Introduction to OpenRefine
- OpenRefine is ‘a tool for working with messy data’
- OpenRefine works best with data in a simple tabular format
- OpenRefine can help you split data up into more granular parts
- OpenRefine can help you match local data up to other data sets
- OpenRefine can help you enhance a data set with data from other sources
Importing data into OpenRefine
- Use the
Create Project
option to import data - You can control how data imports using options on the import screen
- Several files types may be imported into OpenRefine.

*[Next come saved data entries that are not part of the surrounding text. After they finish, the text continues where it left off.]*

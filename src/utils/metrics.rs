//! Observability and Metrics
//!
//! Counters describing validator traffic. A single [`Metrics`] value may be
//! shared by the validators of many sessions.
//!
//! Uses atomic counters for thread-safe metrics collection.

use crate::protocol::state::State;
use serde::{Deserialize, Serialize};
use std::sync::atomic::{AtomicU64, Ordering};
use std::time::Instant;
use tracing::info;

/// Metrics collector for validator operations
#[derive(Debug)]
pub struct Metrics {
    /// Total messages validated
    pub messages_total: AtomicU64,
    /// Messages accepted
    pub messages_valid: AtomicU64,
    /// Messages rejected
    pub messages_invalid: AtomicU64,
    /// Accepted `CONNECT` messages
    pub sessions_opened: AtomicU64,
    /// Accepted `DISCONNECT_OK` messages
    pub sessions_completed: AtomicU64,
    /// Rejections that tore down a session outside `INIT`
    pub resets: AtomicU64,
    /// Start time for uptime calculation
    start_time: Instant,
}

impl Metrics {
    /// Create a new metrics collector
    pub fn new() -> Self {
        Self {
            messages_total: AtomicU64::new(0),
            messages_valid: AtomicU64::new(0),
            messages_invalid: AtomicU64::new(0),
            sessions_opened: AtomicU64::new(0),
            sessions_completed: AtomicU64::new(0),
            resets: AtomicU64::new(0),
            start_time: Instant::now(),
        }
    }

    /// Record the outcome of one validated message
    pub fn record(&self, from: State, to: State, accepted: bool) {
        self.messages_total.fetch_add(1, Ordering::Relaxed);

        if !accepted {
            self.messages_invalid.fetch_add(1, Ordering::Relaxed);
            if from != State::Init {
                self.resets.fetch_add(1, Ordering::Relaxed);
            }
            return;
        }

        self.messages_valid.fetch_add(1, Ordering::Relaxed);
        match (from, to) {
            (State::Init, State::Connecting) => {
                self.sessions_opened.fetch_add(1, Ordering::Relaxed);
            }
            (State::Disconnecting, State::Init) => {
                self.sessions_completed.fetch_add(1, Ordering::Relaxed);
            }
            _ => {}
        }
    }

    /// Get uptime in seconds
    pub fn uptime_seconds(&self) -> u64 {
        self.start_time.elapsed().as_secs()
    }

    /// Point-in-time copy of all counters
    pub fn snapshot(&self) -> MetricsSnapshot {
        MetricsSnapshot {
            messages_total: self.messages_total.load(Ordering::Relaxed),
            messages_valid: self.messages_valid.load(Ordering::Relaxed),
            messages_invalid: self.messages_invalid.load(Ordering::Relaxed),
            sessions_opened: self.sessions_opened.load(Ordering::Relaxed),
            sessions_completed: self.sessions_completed.load(Ordering::Relaxed),
            resets: self.resets.load(Ordering::Relaxed),
            uptime_seconds: self.uptime_seconds(),
        }
    }

    /// Log a summary of all counters
    pub fn log_summary(&self) {
        let s = self.snapshot();
        info!(
            messages_total = s.messages_total,
            messages_valid = s.messages_valid,
            messages_invalid = s.messages_invalid,
            sessions_opened = s.sessions_opened,
            sessions_completed = s.sessions_completed,
            resets = s.resets,
            uptime_seconds = s.uptime_seconds,
            "Validator metrics summary"
        );
    }

    /// Reset all counters (useful for testing)
    pub fn reset(&self) {
        self.messages_total.store(0, Ordering::Relaxed);
        self.messages_valid.store(0, Ordering::Relaxed);
        self.messages_invalid.store(0, Ordering::Relaxed);
        self.sessions_opened.store(0, Ordering::Relaxed);
        self.sessions_completed.store(0, Ordering::Relaxed);
        self.resets.store(0, Ordering::Relaxed);
    }
}

impl Default for Metrics {
    fn default() -> Self {
        Self::new()
    }
}

/// Serializable copy of [`Metrics`]
#[derive(Debug, Clone, Copy, PartialEq, Eq, Default, Serialize, Deserialize)]
pub struct MetricsSnapshot {
    pub messages_total: u64,
    pub messages_valid: u64,
    pub messages_invalid: u64,
    pub sessions_opened: u64,
    pub sessions_completed: u64,
    pub resets: u64,
    pub uptime_seconds: u64,
}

Layout of OpenRefine, Rows vs Records
- OpenRefine uses rows and columns to display data
- Most options to work with data in OpenRefine are accessed through a drop down menu at the top of a data column
- When you select an option in a particular column (e.g. to make a change to the data), it will affect all the cells in that column
- OpenRefine has a Records mode which links together multiple rows into a single record
- Split and join multi-valued cells to modify the individual values within them
- When creating multi-valued cells in your data, choose a separator that will not appear in the data values
Faceting and filtering
- You can use facets and filters to explore your data
- You can use facets and filters work with a subset of data in OpenRefine
- You can correct common data issues from a Facet
Clustering
- Clustering is a way of finding variant forms of the same piece of data within a dataset (e.g. different spellings of a name)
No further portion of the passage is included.